(Extracted records)
»»
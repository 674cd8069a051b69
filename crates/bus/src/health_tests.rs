// SPDX-License-Identifier: BUSL-1.1
// Copyright (c) 2026 Alfred Jean LLC

use super::*;
use hv_core::{Clock, FakeClock};

fn crawler(clock: &FakeClock) -> Connection {
    Connection::new(ConnectionRole::Crawler, clock.now())
}

#[test]
fn new_connection_is_not_healthy_until_heartbeat() {
    let clock = FakeClock::new();
    let config = HealthConfig::default();
    let mut conn = crawler(&clock);
    assert!(!conn.is_healthy(clock.now(), &config));

    conn.record_heartbeat(clock.now(), 2);
    assert!(conn.is_healthy(clock.now(), &config));
    assert_eq!(conn.active_jobs, 2);
}

#[test]
fn heartbeat_window_is_120_seconds() {
    let clock = FakeClock::new();
    let config = HealthConfig::default();
    let mut conn = crawler(&clock);
    conn.record_heartbeat(clock.now(), 0);

    clock.advance(Duration::from_secs(120));
    assert!(conn.is_healthy(clock.now(), &config));
    clock.advance(Duration::from_secs(1));
    assert!(!conn.is_healthy(clock.now(), &config));
}

#[test]
fn missed_checks_turn_dead_once_the_window_has_passed() {
    let clock = FakeClock::new();
    let config = HealthConfig::default();
    let mut conn = crawler(&clock);
    conn.record_heartbeat(clock.now(), 0);

    for expected in 1..=4 {
        clock.advance(Duration::from_secs(30));
        assert_eq!(conn.check(clock.now(), &config), Health::Missed(expected));
        assert!(conn.is_healthy(clock.now(), &config));
    }
    clock.advance(Duration::from_secs(30));
    assert_eq!(conn.check(clock.now(), &config), Health::Dead);
    assert!(!conn.is_healthy(clock.now(), &config));
}

#[test]
fn never_dead_while_healthy() {
    let clock = FakeClock::new();
    let config = HealthConfig::default();
    let mut conn = crawler(&clock);
    conn.record_heartbeat(clock.now(), 0);

    for _ in 0..20 {
        clock.advance(Duration::from_secs(15));
        if conn.check(clock.now(), &config) == Health::Dead {
            assert!(!conn.is_healthy(clock.now(), &config));
        }
    }
}

#[test]
fn three_misses_without_any_heartbeat_mark_dead() {
    let clock = FakeClock::new();
    let config = HealthConfig::default();
    let mut conn = crawler(&clock);

    clock.advance(Duration::from_secs(30));
    assert_eq!(conn.check(clock.now(), &config), Health::Missed(1));
    clock.advance(Duration::from_secs(30));
    assert_eq!(conn.check(clock.now(), &config), Health::Missed(2));
    clock.advance(Duration::from_secs(30));
    assert_eq!(conn.check(clock.now(), &config), Health::Dead);
}

#[test]
fn heartbeat_resets_missed_count() {
    let clock = FakeClock::new();
    let config = HealthConfig::default();
    let mut conn = crawler(&clock);

    clock.advance(Duration::from_secs(30));
    assert_eq!(conn.check(clock.now(), &config), Health::Missed(1));
    clock.advance(Duration::from_secs(30));
    assert_eq!(conn.check(clock.now(), &config), Health::Missed(2));

    conn.record_heartbeat(clock.now(), 1);
    assert_eq!(conn.missed, 0);
    clock.advance(Duration::from_secs(10));
    assert_eq!(conn.check(clock.now(), &config), Health::Healthy);
}

#[test]
fn role_display() {
    assert_eq!(ConnectionRole::Crawler.to_string(), "crawler");
    assert_eq!(ConnectionRole::Admin.to_string(), "admin");
}
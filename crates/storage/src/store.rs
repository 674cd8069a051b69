// SPDX-License-Identifier: BUSL-1.1
// Copyright (c) 2026 Alfred Jean LLC

//! The persistence seam used by the engine.

use async_trait::async_trait;
use chrono::{DateTime, Utc};
use hv_core::{
    AccountId, Area, AreaAuthorization, DiscoveredArea, Job, JobId, JobStatus, NewJob, Progress,
    ResumeState,
};
use std::time::Duration;
use thiserror::Error;

#[derive(Debug, Error)]
pub enum StoreError {
    #[error("job not found: {0}")]
    JobNotFound(JobId),

    #[error("job {id} is {actual}, expected {expected}")]
    StatusChanged { id: JobId, expected: JobStatus, actual: JobStatus },

    #[error("snapshot error: {0}")]
    Snapshot(#[from] crate::snapshot::SnapshotError),

    #[error("store unavailable: {0}")]
    Unavailable(String),
}

/// Outcome of an insert that tolerates conflicts.
///
/// A uniqueness conflict is not an error: the existing row is returned.
#[derive(Debug, Clone, PartialEq)]
pub enum Insert<T> {
    Created(T),
    Existing(T),
}

impl<T> Insert<T> {
    pub fn is_created(&self) -> bool {
        matches!(self, Insert::Created(_))
    }

    pub fn get(&self) -> &T {
        match self {
            Insert::Created(v) | Insert::Existing(v) => v,
        }
    }

    pub fn into_inner(self) -> T {
        match self {
            Insert::Created(v) | Insert::Existing(v) => v,
        }
    }
}

/// Update for a nullable column.
#[derive(Debug, Clone, Default, PartialEq)]
pub enum Field<T> {
    #[default]
    Keep,
    Set(T),
    Clear,
}

impl<T> Field<T> {
    pub fn apply(self, slot: &mut Option<T>) {
        match self {
            Field::Keep => {}
            Field::Set(v) => *slot = Some(v),
            Field::Clear => *slot = None,
        }
    }
}

/// Column changes for [`JobStore::update_job`].
#[derive(Debug, Clone, Default, PartialEq)]
pub struct JobPatch {
    /// Reject the update unless the stored status still matches.
    pub expected: Option<JobStatus>,
    pub status: Option<JobStatus>,
    pub started_at: Option<DateTime<Utc>>,
    pub finished_at: Field<DateTime<Utc>>,
    pub progress: Field<Progress>,
    pub resume_state: Field<ResumeState>,
    pub error: Field<String>,
    pub priority: Option<bool>,
    pub assigned_at: Field<DateTime<Utc>>,
}

impl JobPatch {
    /// Transition from `from` to `to`.
    pub fn transition(from: JobStatus, to: JobStatus) -> Self {
        Self { expected: Some(from), status: Some(to), ..Default::default() }
    }

    /// Apply to a row in place. Does not check `expected`.
    pub fn apply_to(self, job: &mut Job) {
        if let Some(status) = self.status {
            job.status = status;
        }
        if let Some(at) = self.started_at {
            job.started_at = Some(at);
        }
        if let Some(priority) = self.priority {
            job.priority = priority;
        }
        self.finished_at.apply(&mut job.finished_at);
        self.progress.apply(&mut job.progress);
        self.resume_state.apply(&mut job.resume_state);
        self.error.apply(&mut job.error);
        self.assigned_at.apply(&mut job.assigned_at);
    }
}

/// Job and area persistence.
///
/// Uniqueness of [`hv_core::JobKey`], area `full_path` and area
/// `external_id` is enforced here; callers rely on it instead of locking.
#[async_trait]
pub trait JobStore: Send + Sync {
    async fn create_job(&self, job: NewJob) -> Result<Insert<Job>, StoreError>;

    async fn find_job(&self, id: &JobId) -> Result<Option<Job>, StoreError>;

    async fn update_job(&self, id: &JobId, patch: JobPatch) -> Result<Job, StoreError>;

    /// Insert-or-ignore keyed by external id. Identity fields are never overwritten.
    async fn upsert_area(&self, area: DiscoveredArea) -> Result<Insert<Area>, StoreError>;

    async fn create_area_authorization(
        &self,
        auth: AreaAuthorization,
    ) -> Result<Insert<AreaAuthorization>, StoreError>;

    async fn jobs_for_account(&self, account: &AccountId) -> Result<Vec<Job>, StoreError>;

    async fn areas_for_account(&self, account: &AccountId) -> Result<Vec<Area>, StoreError>;

    async fn accounts_for_area(&self, area_path: &str) -> Result<Vec<AccountId>, StoreError>;

    /// Claim the next assignable job: priority-flagged first, then by command
    /// rank, then oldest. The claim is stamped on the row and hides it from
    /// other claims until `lease` has passed.
    async fn claim_next(
        &self,
        account: Option<&AccountId>,
        lease: Duration,
    ) -> Result<Option<Job>, StoreError>;

    /// Claim one job by id. `None` when it is not assignable or someone else
    /// holds a live claim.
    async fn claim_job(&self, id: &JobId, lease: Duration) -> Result<Option<Job>, StoreError>;
}

/// Whether `job` can be claimed at `now`.
pub fn is_claimable(job: &Job, now: DateTime<Utc>, lease: Duration) -> bool {
    if !job.status.is_assignable() {
        return false;
    }
    match job.assigned_at {
        None => true,
        Some(at) => (now - at).to_std().is_ok_and(|held| held >= lease),
    }
}

#[cfg(test)]
#[path = "store_tests.rs"]
mod tests;
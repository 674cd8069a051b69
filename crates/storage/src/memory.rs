// SPDX-License-Identifier: BUSL-1.1
// Copyright (c) 2026 Alfred Jean LLC

//! In-memory [`JobStore`] with the same uniqueness rules as the relational store.

use async_trait::async_trait;
use chrono::{DateTime, Utc};
use hv_core::{
    AccountId, Area, AreaAuthorization, Clock, DiscoveredArea, Job, JobId, JobKey, NewJob,
    SystemClock,
};
use parking_lot::Mutex;
use serde::{Deserialize, Serialize};
use std::collections::{BTreeMap, BTreeSet, HashMap};
use std::path::Path;
use std::time::Duration;

use crate::snapshot::Snapshot;
use crate::store::{is_claimable, Insert, JobPatch, JobStore, StoreError};

/// Persisted rows plus derived uniqueness indexes.
#[derive(Debug, Clone, Default, Serialize, Deserialize)]
pub struct StoreState {
    pub jobs: BTreeMap<JobId, Job>,
    pub areas: BTreeMap<String, Area>,
    #[serde(default)]
    pub authorizations: BTreeSet<AreaAuthorization>,
    #[serde(skip)]
    job_keys: HashMap<JobKey, JobId>,
    #[serde(skip)]
    external_ids: HashMap<u64, String>,
}

impl StoreState {
    /// Recompute the uniqueness indexes from the rows.
    pub fn rebuild_indexes(&mut self) {
        self.job_keys = self.jobs.values().map(|job| (job.key(), job.id.clone())).collect();
        self.external_ids =
            self.areas.values().map(|a| (a.external_id, a.full_path.clone())).collect();
    }

    fn insert_job(&mut self, job: NewJob, id: JobId, now: DateTime<Utc>) -> Insert<Job> {
        let key = job.key();
        if let Some(existing) = self.job_keys.get(&key).and_then(|id| self.jobs.get(id)) {
            return Insert::Existing(existing.clone());
        }
        let job = job.into_job(id.clone(), now);
        self.job_keys.insert(key, id.clone());
        self.jobs.insert(id, job.clone());
        Insert::Created(job)
    }

    fn insert_area(&mut self, area: DiscoveredArea, now: DateTime<Utc>) -> Insert<Area> {
        let existing = self
            .external_ids
            .get(&area.external_id)
            .and_then(|path| self.areas.get(path))
            .or_else(|| self.areas.get(&area.full_path));
        if let Some(existing) = existing {
            return Insert::Existing(existing.clone());
        }
        let area = area.into_area(now);
        self.external_ids.insert(area.external_id, area.full_path.clone());
        self.areas.insert(area.full_path.clone(), area.clone());
        Insert::Created(area)
    }
}

pub struct MemoryStore<C: Clock = SystemClock> {
    state: Mutex<StoreState>,
    clock: C,
}

impl MemoryStore<SystemClock> {
    pub fn new() -> Self {
        Self::with_clock(SystemClock)
    }
}

impl Default for MemoryStore<SystemClock> {
    fn default() -> Self {
        Self::new()
    }
}

impl<C: Clock> MemoryStore<C> {
    pub fn with_clock(clock: C) -> Self {
        Self::from_state(StoreState::default(), clock)
    }

    pub fn from_state(mut state: StoreState, clock: C) -> Self {
        state.rebuild_indexes();
        Self { state: Mutex::new(state), clock }
    }

    /// Open from a snapshot file, starting empty when none exists.
    pub fn open(path: &Path, clock: C) -> Result<Self, StoreError> {
        let state = match Snapshot::load(path)? {
            Some(snapshot) => {
                tracing::info!(
                    jobs = snapshot.state.jobs.len(),
                    areas = snapshot.state.areas.len(),
                    "loaded snapshot"
                );
                snapshot.state
            }
            None => StoreState::default(),
        };
        Ok(Self::from_state(state, clock))
    }

    pub fn save_snapshot(&self, path: &Path) -> Result<(), StoreError> {
        let snapshot = Snapshot::new(self.state.lock().clone(), self.clock.utc());
        snapshot.save(path)?;
        tracing::debug!(path = %path.display(), "snapshot saved");
        Ok(())
    }

    pub fn job_count(&self) -> usize {
        self.state.lock().jobs.len()
    }

    pub fn area_count(&self) -> usize {
        self.state.lock().areas.len()
    }

    pub fn authorization_count(&self) -> usize {
        self.state.lock().authorizations.len()
    }

    pub fn all_jobs(&self) -> Vec<Job> {
        self.state.lock().jobs.values().cloned().collect()
    }
}

#[async_trait]
impl<C: Clock> JobStore for MemoryStore<C> {
    async fn create_job(&self, job: NewJob) -> Result<Insert<Job>, StoreError> {
        let now = self.clock.utc();
        Ok(self.state.lock().insert_job(job, JobId::new(), now))
    }

    async fn find_job(&self, id: &JobId) -> Result<Option<Job>, StoreError> {
        Ok(self.state.lock().jobs.get(id).cloned())
    }

    async fn update_job(&self, id: &JobId, patch: JobPatch) -> Result<Job, StoreError> {
        let mut state = self.state.lock();
        let job = state.jobs.get_mut(id).ok_or_else(|| StoreError::JobNotFound(id.clone()))?;
        if let Some(expected) = patch.expected {
            if job.status != expected {
                return Err(StoreError::StatusChanged {
                    id: id.clone(),
                    expected,
                    actual: job.status,
                });
            }
        }
        patch.apply_to(job);
        Ok(job.clone())
    }

    async fn upsert_area(&self, area: DiscoveredArea) -> Result<Insert<Area>, StoreError> {
        let now = self.clock.utc();
        Ok(self.state.lock().insert_area(area, now))
    }

    async fn create_area_authorization(
        &self,
        auth: AreaAuthorization,
    ) -> Result<Insert<AreaAuthorization>, StoreError> {
        let mut state = self.state.lock();
        if state.authorizations.insert(auth.clone()) {
            Ok(Insert::Created(auth))
        } else {
            Ok(Insert::Existing(auth))
        }
    }

    async fn jobs_for_account(&self, account: &AccountId) -> Result<Vec<Job>, StoreError> {
        let state = self.state.lock();
        Ok(state.jobs.values().filter(|j| &j.account_id == account).cloned().collect())
    }

    async fn areas_for_account(&self, account: &AccountId) -> Result<Vec<Area>, StoreError> {
        let state = self.state.lock();
        Ok(state
            .authorizations
            .iter()
            .filter(|a| &a.account_id == account)
            .filter_map(|a| state.areas.get(&a.area_path).cloned())
            .collect())
    }

    async fn accounts_for_area(&self, area_path: &str) -> Result<Vec<AccountId>, StoreError> {
        let state = self.state.lock();
        Ok(state
            .authorizations
            .iter()
            .filter(|a| a.area_path == area_path)
            .map(|a| a.account_id.clone())
            .collect())
    }

    async fn claim_next(
        &self,
        account: Option<&AccountId>,
        lease: Duration,
    ) -> Result<Option<Job>, StoreError> {
        let now = self.clock.utc();
        let mut state = self.state.lock();
        let next = state
            .jobs
            .values()
            .filter(|j| is_claimable(j, now, lease))
            .filter(|j| match account {
                Some(a) => &j.account_id == a,
                None => true,
            })
            .min_by_key(|j| (!j.priority, j.command.priority_rank(), j.created_at, j.id.clone()))
            .map(|j| j.id.clone());
        let Some(id) = next else {
            return Ok(None);
        };
        let job = state.jobs.get_mut(&id).ok_or_else(|| StoreError::JobNotFound(id.clone()))?;
        job.assigned_at = Some(now);
        Ok(Some(job.clone()))
    }

    async fn claim_job(&self, id: &JobId, lease: Duration) -> Result<Option<Job>, StoreError> {
        let now = self.clock.utc();
        let mut state = self.state.lock();
        let job = state.jobs.get_mut(id).ok_or_else(|| StoreError::JobNotFound(id.clone()))?;
        if !is_claimable(job, now, lease) {
            return Ok(None);
        }
        job.assigned_at = Some(now);
        Ok(Some(job.clone()))
    }
}

#[cfg(test)]
#[path = "memory_tests.rs"]
mod tests;
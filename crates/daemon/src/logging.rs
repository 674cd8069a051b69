// SPDX-License-Identifier: BUSL-1.1
// Copyright (c) 2026 Alfred Jean LLC

//! Tracing setup shared by `hvd` and `hv-backend`.
//!
//! Logs go to a daily-rolled file under the log directory. Stdout is never
//! used: for managed children it carries IPC frames.

use std::path::Path;
use tracing_appender::non_blocking::WorkerGuard;
use tracing_subscriber::{layer::SubscriberExt, util::SubscriberInitExt, EnvFilter};

use crate::env;

/// Install the global subscriber. Keep the guard alive until exit or
/// buffered lines are lost.
pub fn init(log_dir: &Path, prefix: &str) -> anyhow::Result<WorkerGuard> {
    std::fs::create_dir_all(log_dir)?;
    let appender = tracing_appender::rolling::daily(log_dir, format!("{prefix}.log"));
    let (writer, guard) = tracing_appender::non_blocking(appender);

    let filter = EnvFilter::try_new(env::log_filter()).unwrap_or_else(|_| EnvFilter::new("info"));
    let file = tracing_subscriber::fmt::layer().with_writer(writer).with_ansi(false);
    let stderr = env::log_stderr()
        .then(|| tracing_subscriber::fmt::layer().with_writer(std::io::stderr).with_target(false));

    tracing_subscriber::registry().with(filter).with(file).with(stderr).try_init()?;
    Ok(guard)
}
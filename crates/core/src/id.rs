// SPDX-License-Identifier: BUSL-1.1
// Copyright (c) 2026 Alfred Jean LLC

//! Identifier newtypes.

/// Define a newtype ID wrapper around `SmolStr` with a type prefix.
///
/// Generates `new()` for random ID generation, `from_string()` for parsing,
/// `as_str()`, `Display`, `From<String>`, `From<&str>`, `PartialEq<str>`,
/// `Borrow<str>` and `Deref` implementations.
///
/// The generated format is `{prefix}{nanoid}`, a 19 character random suffix
/// behind a short type indicator (e.g. "job-", "acc-"). IDs that arrive from
/// peers are accepted verbatim through `from_string()`.
///
/// ```ignore
/// define_id! {
///     /// Doc comment for the ID type.
///     pub struct JobId("job-");
/// }
/// ```
#[macro_export]
macro_rules! define_id {
    (
        $(#[$meta:meta])*
        pub struct $name:ident($prefix:literal);
    ) => {
        $(#[$meta])*
        #[derive(Debug, Clone, PartialEq, Eq, Hash, PartialOrd, Ord, serde::Serialize, serde::Deserialize)]
        #[serde(transparent)]
        pub struct $name(pub smol_str::SmolStr);

        impl $name {
            pub const PREFIX: &'static str = $prefix;

            /// Generate a new random ID with the type prefix
            pub fn new() -> Self {
                Self(smol_str::SmolStr::new(format!(
                    "{}{}",
                    Self::PREFIX,
                    nanoid::nanoid!(19)
                )))
            }

            /// Create ID from existing string (for parsing/deserialization)
            pub fn from_string(id: impl Into<smol_str::SmolStr>) -> Self {
                Self(id.into())
            }

            #[allow(dead_code)]
            pub fn as_str(&self) -> &str {
                &self.0
            }
        }

        impl Default for $name {
            fn default() -> Self {
                Self::new()
            }
        }

        impl std::fmt::Display for $name {
            fn fmt(&self, f: &mut std::fmt::Formatter<'_>) -> std::fmt::Result {
                write!(f, "{}", self.0)
            }
        }

        impl From<&str> for $name {
            fn from(s: &str) -> Self {
                Self::from_string(s)
            }
        }

        impl From<String> for $name {
            fn from(s: String) -> Self {
                Self::from_string(s)
            }
        }

        impl From<&String> for $name {
            fn from(s: &String) -> Self {
                Self::from_string(s.as_str())
            }
        }

        impl AsRef<str> for $name {
            fn as_ref(&self) -> &str {
                &self.0
            }
        }

        impl PartialEq<str> for $name {
            fn eq(&self, other: &str) -> bool {
                self.0 == other
            }
        }

        impl PartialEq<&str> for $name {
            fn eq(&self, other: &&str) -> bool {
                self.0 == *other
            }
        }

        impl std::borrow::Borrow<str> for $name {
            fn borrow(&self) -> &str {
                &self.0
            }
        }

        impl std::ops::Deref for $name {
            type Target = str;

            fn deref(&self) -> &str {
                &self.0
            }
        }
    };
}

define_id! {
    /// Correlates a request envelope with its response.
    pub struct RequestId("req-");
}

define_id! {
    /// Identifies one live socket or stdio peer.
    pub struct ConnectionId("conn-");
}

#[cfg(test)]
#[path = "id_tests.rs"]
mod tests;
// SPDX-License-Identifier: BUSL-1.1
// Copyright (c) 2026 Alfred Jean LLC

//! Shared test helpers for use across crates.
//!
//! Gated behind `#[cfg(any(test, feature = "test-support"))]`.

use crate::{AreaType, DiscoveredArea, JobCommand, NewJob};

// ── Proptest strategies ─────────────────────────────────────────────────

pub mod strategies {
    use crate::{JobCommand, JobStatus};
    use proptest::prelude::*;

    pub fn arb_job_status() -> impl Strategy<Value = JobStatus> {
        proptest::sample::select(JobStatus::ALL.to_vec())
    }

    pub fn arb_job_command() -> impl Strategy<Value = JobCommand> {
        prop_oneof![
            Just(JobCommand::Authorization),
            Just(JobCommand::GroupProjects),
            Just(JobCommand::GroupMembers),
            Just(JobCommand::GroupLabels),
            Just(JobCommand::ProjectIssues),
            Just(JobCommand::ProjectCommits),
            Just(JobCommand::ProjectMergeRequests),
        ]
    }
}

// ── Factory functions ───────────────────────────────────────────────────

pub fn group(id: u64, path: &str) -> DiscoveredArea {
    DiscoveredArea::new(AreaType::Group, id, path.rsplit('/').next().unwrap_or(path), path)
}

pub fn project(id: u64, path: &str) -> DiscoveredArea {
    DiscoveredArea::new(AreaType::Project, id, path.rsplit('/').next().unwrap_or(path), path)
}

pub fn project_job(command: JobCommand, account: &str, path: &str) -> NewJob {
    NewJob::new(command, account).full_path(path)
}
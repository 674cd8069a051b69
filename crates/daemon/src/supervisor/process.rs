// SPDX-License-Identifier: BUSL-1.1
// Copyright (c) 2026 Alfred Jean LLC

//! Child process spawning and per-child I/O tasks.

use hv_wire::{FrameReader, Line, ProcessName, ProtocolError};
use std::process::Stdio;
use tokio::process::{ChildStdin, Command};
use tokio::sync::{mpsc, oneshot};

use super::policy::{ExitOutcome, RestartTracker};
use super::SupervisorEvent;
use crate::config::ProcessSpec;

/// Events produced by a child's reader and waiter tasks.
#[derive(Debug)]
pub enum ProcessEvent {
    Line { name: ProcessName, generation: u64, line: Line },
    Exited { name: ProcessName, generation: u64, outcome: ExitOutcome },
}

/// A live child.
pub struct Running {
    pub pid: Option<u32>,
    pub stdin: ChildStdin,
    kill: Option<oneshot::Sender<()>>,
}

impl Running {
    /// Ask the waiter task to SIGKILL the child.
    pub fn kill(&mut self) {
        if let Some(kill) = self.kill.take() {
            let _ = kill.send(());
        }
    }
}

#[derive(Debug, Clone, Copy, PartialEq, Eq)]
pub enum ProcessState {
    Starting,
    Ready,
    Restarting,
    Stopped,
    Failed,
}

hv_core::simple_display! {
    ProcessState {
        Starting => "starting",
        Ready => "ready",
        Restarting => "restarting",
        Stopped => "stopped",
        Failed => "failed",
    }
}

#[derive(Debug, Clone, PartialEq, Eq)]
pub struct ProcessStatus {
    pub name: ProcessName,
    pub state: ProcessState,
    pub pid: Option<u32>,
    pub restarts: u32,
}

/// Supervisor-side record of one managed process.
pub struct ProcessSlot {
    pub name: ProcessName,
    pub spec: ProcessSpec,
    pub tracker: RestartTracker,
    /// Bumped on every spawn so events from an earlier child are ignored.
    pub generation: u64,
    pub running: Option<Running>,
    pub ready: bool,
    pub restart_pending: bool,
    pub failed: bool,
}

impl ProcessSlot {
    pub fn new(name: ProcessName, spec: ProcessSpec) -> Self {
        Self {
            name,
            spec,
            tracker: RestartTracker::default(),
            generation: 0,
            running: None,
            ready: false,
            restart_pending: false,
            failed: false,
        }
    }

    pub fn is_live(&self) -> bool {
        self.running.is_some()
    }

    pub fn status(&self) -> ProcessStatus {
        let state = match (&self.running, self.ready) {
            (Some(_), true) => ProcessState::Ready,
            (Some(_), false) => ProcessState::Starting,
            (None, _) if self.failed => ProcessState::Failed,
            (None, _) if self.restart_pending => ProcessState::Restarting,
            (None, _) => ProcessState::Stopped,
        };
        ProcessStatus {
            name: self.name,
            state,
            pid: self.running.as_ref().and_then(|r| r.pid),
            restarts: self.tracker.restarts(),
        }
    }
}

/// Spawn a child with piped stdin/stdout and inherited stderr, plus the
/// tasks that read its stdout and wait for its exit.
pub fn spawn(
    name: ProcessName,
    spec: &ProcessSpec,
    env: &[(String, String)],
    generation: u64,
    events: mpsc::Sender<SupervisorEvent>,
) -> std::io::Result<Running> {
    let mut command = Command::new(&spec.command);
    command
        .args(&spec.args)
        .envs(env.iter().map(|(k, v)| (k, v)))
        .envs(&spec.env)
        .stdin(Stdio::piped())
        .stdout(Stdio::piped())
        .stderr(Stdio::inherit())
        .kill_on_drop(true);
    if let Some(cwd) = &spec.cwd {
        command.current_dir(cwd);
    }

    let mut child = command.spawn()?;
    let pid = child.id();
    let stdin = child.stdin.take().ok_or_else(|| std::io::Error::other("child stdin not piped"))?;
    let stdout =
        child.stdout.take().ok_or_else(|| std::io::Error::other("child stdout not piped"))?;

    let lines = events.clone();
    tokio::spawn(async move {
        let mut reader = FrameReader::new(stdout);
        loop {
            match reader.next().await {
                Ok(Some(line)) => {
                    let event = ProcessEvent::Line { name, generation, line };
                    if lines.send(SupervisorEvent::Process(event)).await.is_err() {
                        break;
                    }
                }
                Ok(None) => break,
                Err(ProtocolError::MessageTooLarge { limit }) => {
                    tracing::warn!(process = %name, limit, "dropping oversized line");
                }
                Err(e) => {
                    tracing::warn!(process = %name, error = %e, "stdout read failed");
                    break;
                }
            }
        }
    });

    let (kill_tx, kill_rx) = oneshot::channel::<()>();
    tokio::spawn(async move {
        let status = tokio::select! {
            status = child.wait() => status,
            _ = kill_rx => {
                if let Err(e) = child.start_kill() {
                    tracing::warn!(process = %name, error = %e, "kill failed");
                }
                child.wait().await
            }
        };
        let outcome = match status {
            Ok(status) => ExitOutcome::from_status(status),
            Err(e) => {
                tracing::warn!(process = %name, error = %e, "wait failed");
                ExitOutcome::Code(-1)
            }
        };
        let event = ProcessEvent::Exited { name, generation, outcome };
        let _ = events.send(SupervisorEvent::Process(event)).await;
    });

    Ok(Running { pid, stdin, kill: Some(kill_tx) })
}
««
» **What this task involves**
Copy every line of the data that holds the string "MemoryStore".

» **Exercise response**
pub struct MemoryStore<C: Clock = SystemClock> {
impl MemoryStore<SystemClock> {
impl Default for MemoryStore<SystemClock> {
impl<C: Clock> MemoryStore<C> {
impl<C: Clock> JobStore for MemoryStore<C> {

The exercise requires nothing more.